Somewhere around 1979, I’ll guess my twelfth birthday, my mother found a wooden drafting table and gave it to me as a gift after seeing my interest in drawing houses, perspective drawings (yes, I figured that out by reading books…remember books?) and other technical drawings. There was no internet, nor computers so I have no idea where she found it. It came in a box, or a series of boxes, and I assembled the myriad of pieces together myself, not knowing where the knack to build things ever originated, not having a father growing up or someone to teach these types of skills. I had a single-mindedness about things and if I wanted to do it, I did it, even if I made mistakes along the way or broke something. I could see the pieces, there were screws and wingnuts involved and the rest just came together. There were no nifty IKEA like diagrams in those days with weird shaped people supposedly sharing construction methods with some cryptic, but universal language. I wasn’t sure exactly what an architect was or what one did, but I still wanted to be one. So, it was settled. I dragged an old dining room chair into my room and I was set.
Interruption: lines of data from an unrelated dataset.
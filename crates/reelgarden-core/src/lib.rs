//! # Reelgarden Core
//!
//! Spin-resolution engine for a grid slot machine whose symbols act on one
//! another.
//!
//! A session owns a growing collection of symbols. Each spin samples a 4×5
//! viewport from that collection, lets every visible symbol apply its
//! effects to its neighbours, pays out the resulting scores and then offers
//! a reward symbol to add to the collection.
//!
//! ## Architecture
//!
//! - **Catalog**: immutable symbol definitions ([`catalog`], [`symbol`])
//! - **Collection**: the owned symbols and the visible viewport ([`collection`])
//! - **Pipeline**: sampling, effect resolution, tabulation
//!   ([`sampler`], [`resolver`], [`tabulator`])
//! - **Growth**: reward choice and collection mutation ([`reward`], [`mutator`])
//! - **Lifecycle**: the guarded spin state machine ([`machine`]) and the
//!   presentation handshake it drives ([`presentation`])
//!
//! All randomness flows through one seeded RNG, so a session replays exactly
//! from its seed.
//!
//! ## Usage
//!
//! ```
//! use reelgarden_core::{EngineConfig, InstantDriver, SlotMachine, SymbolCatalog};
//!
//! let config = EngineConfig::default().seeded(7);
//! let mut machine = SlotMachine::new(SymbolCatalog::standard(), &config)?;
//!
//! machine.spin()?;
//! let report = machine.viewport_mounted()?;
//! machine.drive(&mut InstantDriver)?;
//! assert_eq!(machine.score(), report.total);
//!
//! let prize = machine.reward_choices()[0].key.clone();
//! machine.select_prize(&prize)?;
//! assert!(machine.can_spin());
//! # Ok::<(), reelgarden_core::EngineError>(())
//! ```

#![warn(missing_docs)]
#![warn(clippy::all)]
#![warn(clippy::pedantic)]
#![allow(clippy::module_name_repetitions)]

pub mod catalog;
pub mod collection;
pub mod config;
pub mod error;
pub mod grid;
pub mod machine;
pub mod mutator;
pub mod presentation;
pub mod resolver;
pub mod reward;
pub mod sampler;
pub mod symbol;
pub mod tabulator;

#[cfg(test)]
mod tests;

pub use catalog::{CatalogSource, SymbolCatalog, FILLER_KEY};
pub use collection::{OwnedCollection, Viewport};
pub use config::{EngineConfig, GridConfig};
pub use error::{EngineError, EngineResult};
pub use grid::{GridPosition, GridTopology};
pub use machine::{SlotMachine, SpinReport, SpinSession, SpinState};
pub use mutator::{CollectionMutator, Placement, PlacementKind};
pub use presentation::{
    InstantDriver, PendingRequest, PresentationDriver, PresentationRequest, PresentationTicket,
};
pub use resolver::{Addition, EffectFailure, EffectRecord, EffectResolver, Resolution};
pub use reward::{RewardPolicy, UniformRewardPolicy};
pub use sampler::sample_viewport;
pub use symbol::{
    ActionKind, Effect, InstanceAllocator, InstanceId, LocationRule, Magnitude, Rarity, Symbol,
    SymbolDefinition, SymbolKey,
};
pub use tabulator::{tabulate, ScoreBatch, Tabulation};
//! Effect resolution for a sampled viewport.
//!
//! The resolver walks the viewport once, source cell by source cell in
//! ascending grid order, and applies each symbol's effects in declaration
//! order. Every mutation is written straight into the viewport, so later
//! sources observe the results of earlier ones: a destroyed symbol is a
//! filler by the time its own turn comes and therefore does nothing.
//!
//! # Invariants
//!
//! - The viewport keeps its length; destroyed cells become fresh fillers
//! - Given the same viewport, catalog and RNG state, resolution is identical
//! - A failing effect is skipped and recorded; it never aborts the pass
//!
//! # Example
//!
//! ```
//! use rand::SeedableRng;
//! use rand_chacha::ChaCha8Rng;
//! use reelgarden_core::catalog::SymbolCatalog;
//! use reelgarden_core::collection::Viewport;
//! use reelgarden_core::grid::{GridPosition, GridTopology};
//! use reelgarden_core::resolver::EffectResolver;
//! use reelgarden_core::symbol::{InstanceAllocator, SymbolKey};
//!
//! let catalog = SymbolCatalog::standard();
//! let grid = GridTopology::new(4, 5).unwrap();
//! let mut ids = InstanceAllocator::new();
//!
//! let mut cells: Vec<_> = (0..20).map(|_| ids.instantiate(catalog.filler())).collect();
//! cells[6] = ids.instantiate(catalog.lookup(&SymbolKey::new("bee")).unwrap());
//! cells[7] = ids.instantiate(catalog.lookup(&SymbolKey::new("flower")).unwrap());
//!
//! let resolver = EffectResolver::new(&catalog, grid);
//! let mut rng = ChaCha8Rng::seed_from_u64(0);
//! let resolution = resolver.resolve(Viewport::from_symbols(cells), &mut ids, &mut rng);
//!
//! assert_eq!(resolution.viewport.get(GridPosition::new(7)).unwrap().score(), 2);
//! assert_eq!(resolution.log.len(), 1);
//! ```

mod targets;

pub use targets::candidates;

use rand::Rng;
use serde::{Deserialize, Serialize};
use tracing::{debug, trace, warn};

use crate::catalog::SymbolCatalog;
use crate::collection::Viewport;
use crate::error::{EngineError, EngineResult};
use crate::grid::{GridPosition, GridTopology};
use crate::symbol::{ActionKind, Effect, InstanceAllocator, InstanceId, Symbol, SymbolDefinition};

/// One applied effect, in resolution order.
#[derive(Debug, Clone, PartialEq, Eq, Serialize, Deserialize)]
pub struct EffectRecord {
    /// Cell of the symbol whose effect fired
    pub source: GridPosition,
    /// Cells the action was applied to
    pub targets: Vec<GridPosition>,
    /// The action applied
    pub action: ActionKind,
}

/// A symbol placed by an `add` effect.
///
/// The machine commits additions to the owned collection after resolution.
#[derive(Debug, Clone, PartialEq, Serialize, Deserialize)]
pub struct Addition {
    /// Cell the new symbol now occupies
    pub position: GridPosition,
    /// Instance that occupied the cell before
    pub replaced: InstanceId,
    /// The new instance
    pub symbol: Symbol,
}

/// An effect application that was skipped because it could not be applied.
#[derive(Debug, Clone, PartialEq, Eq)]
pub struct EffectFailure {
    /// Cell of the symbol carrying the effect
    pub source: GridPosition,
    /// Index of the effect within its definition
    pub effect: usize,
    /// Why it was skipped
    pub error: EngineError,
}

/// Output of one resolution pass.
#[derive(Debug, Clone, PartialEq)]
pub struct Resolution {
    /// The viewport after all effects
    pub viewport: Viewport,
    /// Applied effects in order
    pub log: Vec<EffectRecord>,
    /// Symbols placed by `add` effects, in order
    pub additions: Vec<Addition>,
    /// Skipped effect applications
    pub failures: Vec<EffectFailure>,
}

/// Applies symbol effects to a viewport.
#[derive(Debug, Clone, Copy)]
pub struct EffectResolver<'a> {
    catalog: &'a SymbolCatalog,
    grid: GridTopology,
}

impl<'a> EffectResolver<'a> {
    /// Creates a resolver over the given catalog and topology.
    #[must_use]
    pub fn new(catalog: &'a SymbolCatalog, grid: GridTopology) -> Self {
        Self { catalog, grid }
    }

    /// Resolves every effect in the viewport.
    ///
    /// `ids` supplies identities for fillers left by `destroy` and symbols
    /// placed by `add`; `rng` is drawn once per probability-gated effect
    /// application.
    pub fn resolve<R: Rng + ?Sized>(
        &self,
        mut viewport: Viewport,
        ids: &mut InstanceAllocator,
        rng: &mut R,
    ) -> Resolution {
        let mut log = Vec::new();
        let mut additions = Vec::new();
        let mut failures = Vec::new();

        for source in self.grid.positions() {
            let Some(symbol) = viewport.get(source) else {
                break;
            };
            if !symbol.definition().has_effects() {
                continue;
            }
            let source_id = symbol.id();
            let effects = symbol.effects().to_vec();

            for (n, effect) in effects.iter().enumerate() {
                // A previous effect of this symbol may have replaced it.
                if viewport.get(source).map(Symbol::id) != Some(source_id) {
                    break;
                }

                let added = match self.check(effect, &viewport, source) {
                    Ok(added) => added,
                    Err(error) => {
                        warn!(%source, effect = n, %error, "skipping effect");
                        failures.push(EffectFailure {
                            source,
                            effect: n,
                            error,
                        });
                        continue;
                    }
                };

                if let Some(p) = effect.probability {
                    let draw: f64 = rng.gen();
                    if draw >= firing_chance(p) {
                        trace!(%source, effect = n, draw, p, "effect did not fire");
                        continue;
                    }
                }

                let targets: Vec<GridPosition> = candidates(self.grid, effect.location, source)
                    .into_iter()
                    .filter(|&t| viewport.get(t).is_some_and(|s| effect.accepts(s.key())))
                    .collect();
                if targets.is_empty() {
                    continue;
                }

                for &target in &targets {
                    self.apply(effect, added, &mut viewport, target, ids, &mut additions);
                }
                trace!(%source, action = %effect.action, targets = targets.len(), "effect applied");
                log.push(EffectRecord {
                    source,
                    targets,
                    action: effect.action,
                });
            }
        }

        debug!(
            applied = log.len(),
            added = additions.len(),
            failed = failures.len(),
            "resolved viewport"
        );
        Resolution {
            viewport,
            log,
            additions,
            failures,
        }
    }

    /// Validates keys referenced by an effect. Returns the definition an
    /// `add` effect places.
    fn check(
        &self,
        effect: &Effect,
        viewport: &Viewport,
        source: GridPosition,
    ) -> EngineResult<Option<&'a SymbolDefinition>> {
        if let Some(keys) = &effect.targets {
            for key in keys {
                self.catalog.lookup(key)?;
            }
        }
        if effect.action != ActionKind::Add {
            return Ok(None);
        }
        let key = effect.symbol.as_ref().ok_or_else(|| EngineError::MissingActionSymbol {
            key: viewport
                .get(source)
                .map(|s| s.key().clone())
                .unwrap_or_else(|| self.catalog.filler().key.clone()),
        })?;
        self.catalog.lookup(key).map(Some)
    }

    fn apply(
        &self,
        effect: &Effect,
        added: Option<&SymbolDefinition>,
        viewport: &mut Viewport,
        target: GridPosition,
        ids: &mut InstanceAllocator,
        additions: &mut Vec<Addition>,
    ) {
        match effect.action {
            ActionKind::Destroy => {
                viewport.replace(target, ids.instantiate(self.catalog.filler()));
            }
            ActionKind::Add => {
                let Some(def) = added else { return };
                let symbol = ids.instantiate(def);
                if let Some(old) = viewport.replace(target, symbol.clone()) {
                    additions.push(Addition {
                        position: target,
                        replaced: old.id(),
                        symbol,
                    });
                }
            }
            ActionKind::MultiplyScore => {
                if let Some(s) = viewport.get_mut(target) {
                    s.set_score(effect.magnitude().scale(s.score()));
                }
            }
            ActionKind::IncreaseScore => {
                if let Some(s) = viewport.get_mut(target) {
                    s.set_score(effect.magnitude().offset(s.score()));
                }
            }
        }
    }
}

/// Probability clamped to `[0, 1]`; NaN never fires.
fn firing_chance(p: f64) -> f64 {
    if p.is_nan() {
        0.0
    } else {
        p.clamp(0.0, 1.0)
    }
}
Today is about my story, so I promise not to regurgitate my past drivel about licensure and my noticeably strong opinion about how every architectural graduate should become licensed, but I still don’t understand why someone who has made it through school – alive – would even consider not taking the exam, even if they go on to other things. I’ve heard the excuses; I’m not sold, but I can accept my opinion is not commonly shared and I’m not up to debate today.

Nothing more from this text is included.